Team building was, next to networking and education, a key component of the two-day event. Participants were tasked with forming groups and designing and building an aircraft from a box of parts and pieces (seriously—and you could use the box, too!). Aviation engineer and designer of the electric airplane Sunflyer and CEO of Bye Aerospace George Bye was one of a series of judges recruited to select the winner of several categories, including: best product name, livery, and sale pitch; most unique overall design; least likely to find an insurance underwriter; longest time aloft; shortest takeoff distance under its own power.
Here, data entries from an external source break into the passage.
use async_trait::async_trait;

use crate::domain::{Session, SessionId};

#[async_trait]
pub trait SessionRepository: Send + Sync {
    async fn create(&self, session: &Session) -> Result<(), SessionRepositoryError>;

    async fn get(&self, id: SessionId) -> Result<Option<Session>, SessionRepositoryError>;

    async fn save(&self, session: &Session) -> Result<(), SessionRepositoryError>;

    async fn remove(&self, id: SessionId) -> Result<Option<Session>, SessionRepositoryError>;
}

#[derive(Debug, thiserror::Error)]
pub enum SessionRepositoryError {
    #[error("session already exists: {0}")]
    AlreadyExists(SessionId),
    #[error("session not found: {0}")]
    NotFound(SessionId),
}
The winning designs included a VTOL machine, an expertly “painted” but not necessarily well flight-tested biplane, and a variety of self-launching, not-quite-ready-for-primetime birds. The runway for the final flight contest was hewn from the center of the supper venue, much to the chagrin of the catering staff, but it had to be done.
That night AOPA’s Director of Flight Training Initiatives Chris Moser and Senior VP of Communications Katie Pribyl arrived to award that organization’s “Best Flight School”, “Best CFI” and “Student’s Choice” prizes to a few lucky winners in the group. I was thrilled to see two of the prizes go to a flight school and flight instructor from my hometown. I knew the school was good and referred people there, but, wow! I might not teach there, but I was still proud to have that kind of quality flight instruction going on in my community. And it was nice to see it acknowledged, too.
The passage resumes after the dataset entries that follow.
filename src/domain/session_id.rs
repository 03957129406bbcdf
use std::fmt;

use uuid::Uuid;

#[derive(Debug, Clone, Copy, PartialEq, Eq, Hash)]
pub struct SessionId(Uuid);

impl SessionId {
    pub fn new() -> Self {
        Self(Uuid::new_v4())
    }

    pub fn from_uuid(uuid: Uuid) -> Self {
        Self(uuid)
    }

    pub fn as_uuid(&self) -> Uuid {
        self.0
    }
}

impl Default for SessionId {
    fn default() -> Self {
        Self::new()
    }
}

impl fmt::Display for SessionId {
    fn fmt(&self, f: &mut fmt::Formatter<'_>) -> fmt::Result {
        write!(f, "{}", self.0)
    }
}
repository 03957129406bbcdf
pub mod config;
pub mod handlers;
pub mod router;
pub mod state;

pub use config::{Environment, Settings};
pub use router::create_router;
pub use state::AppState;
The closing day of the Migration it was my turn to be onstage, as part of a panel of aviation journalists who took questions from Redbird Director Craig Fuller. Now, Fuller had just finished a q&a with the President and CEO of Piper Aircraft, Simon Caldecott, and I have to tell you he was a tough act to follow. We four journalists, myself, Hal Bryan, Editor at EAA Sport Aviation, Robert Goyer, Publisher, Plane & Pilot magazine, and Ian Twombly, Editor, AOPA Pilot and AOPA Flight Training magazines, filed up on the stage and took our chairs, and for the next 30 minutes we took questions from Fuller that stretched from what the different organizations did to foster enthusiasm in aviation to growing a new crop of general aviation pilots, to diversity in aviation, and more. Neither of us knew what the other would say, and that made it pretty exciting (at least from up on stage). The last question went to me. Fuller asked, “What do you take away from this, say, if you were writing an article?” Well, I told him, I’ve seen some things that absolutely energized me. Some of that was the opportunity to interact with a lot of different people from different flight schools, listening to what their successes and problems are. And then there was the revelation of what big data can provide. Last January I interviewed FAA Administrator Michael Huerta and he talked about how he has been changing the FAA based on just that: the information big data reveals. As a journalist when I start to see those synergies I realize I’m looking “change” right in the eye. I believe change in aviation is beginning to happen. But it isn’t happening on its own, it is happening because we are trying, and that is what Redbird Migration is all about.
So, set this in your calendars for the Redbird Migration 2017: October 16-18 2017 at the EAA Air Museum in Wisconsin. If you haven’t been for the autumn colors you don’t know what you are missing. And if you haven’t been to a Redbird Migration, well, this next one is the one not to miss. See you there!